Task goal:
Every line in the data below that has the word "epsilon" should be returned.

START Supplied material

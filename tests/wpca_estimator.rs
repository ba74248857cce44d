//! Anisotropy estimation on small synthetic neighborhoods.

use approx::assert_relative_eq;
use nalgebra::{Matrix3, Vector3};
use sph_surface_rs::core::AnisotropyParams;
use sph_surface_rs::dataset::scene::particle_block;
use sph_surface_rs::kernel::{AnisotropicKernel, Deformation, WpcaEstimator};

fn params() -> AnisotropyParams {
    AnisotropyParams {
        k_n: 0.5,
        k_r: 4.0,
        k_s: 10.0,
        n_eps: 25,
    }
}

/// A thin slab of lattice points in the xy plane.
fn slab() -> Vec<Vector3<f32>> {
    particle_block(Vector3::new(-0.5, -0.5, -0.05), Vector3::new(0.5, 0.5, 0.05), 0.05)
}

#[test]
fn test_below_threshold_uses_floor_for_any_shape() {
    let estimator = WpcaEstimator::new(0.2, 0.4, params());
    let cloud: Vec<_> = slab().into_iter().take(25).collect();

    let a = estimator.estimate(&Vector3::zeros(), &cloud).unwrap();
    assert_eq!(a.eigenvalues, Vector3::repeat(0.5));
    // G = I / (h k_n)
    assert_relative_eq!(a.deformation.matrix, Matrix3::identity() * 10.0, epsilon = 1e-5);
}

#[test]
fn test_slab_compresses_kernel_across_the_sheet() {
    let estimator = WpcaEstimator::new(0.2, 0.4, params());
    let cloud = slab();
    assert!(cloud.len() > 25);

    let a = estimator.estimate(&Vector3::zeros(), &cloud).unwrap();
    let g = a.deformation.matrix;

    // Small spread along z means a large G entry: the support is thin there.
    assert!(g[(2, 2)] > g[(0, 0)]);
    assert!(g[(2, 2)] > g[(1, 1)]);
    assert_relative_eq!(g[(0, 0)], g[(1, 1)], max_relative = 1e-2);
    assert_relative_eq!(g, g.transpose(), epsilon = 1e-4);

    // Ratio clamp: no axis is more than k_r times thinner than the widest.
    let max = a.eigenvalues.max();
    let min = a.eigenvalues.min();
    assert!(max / min <= 4.0 + 1e-3);
}

#[test]
fn test_estimated_kernel_stays_normalized() {
    let estimator = WpcaEstimator::new(0.2, 0.4, params());
    let a = estimator.estimate(&Vector3::zeros(), &slab()).unwrap();
    let g = a.deformation;
    assert_relative_eq!(g.determinant, g.matrix.determinant(), max_relative = 1e-3);

    // Along each principal axis the value at the origin is det(G) · P(0).
    let kernel = AnisotropicKernel::new();
    let w0 = kernel.w(&Vector3::zeros(), &g);
    assert_relative_eq!(w0, g.determinant * 8.0 / std::f32::consts::PI, max_relative = 1e-5);
}

#[test]
fn test_update_on_failure_keeps_state_across_samples() {
    let estimator = WpcaEstimator::new(0.2, 0.4, AnisotropyParams { n_eps: 0, ..params() });
    assert_eq!(estimator.params().n_eps, 0);
    assert_eq!(estimator.params().k_r, params().k_r);
    let mut g = Deformation::isotropic(0.2);

    estimator.update(&Vector3::zeros(), &slab(), &mut g);
    let estimated = g;
    assert_ne!(estimated, Deformation::isotropic(0.2));

    // All neighbors outside the weight support: the estimate fails, g is untouched.
    let far = vec![Vector3::new(3.0, 0.0, 0.0); 40];
    estimator.update(&Vector3::zeros(), &far, &mut g);
    assert_eq!(g, estimated);
}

END Supplied material

Solution to this problem:
    assert_relative_eq!(a.deformation.matrix, Matrix3::identity() * 10.0, epsilon = 1e-5);
    assert_relative_eq!(g, g.transpose(), epsilon = 1e-4);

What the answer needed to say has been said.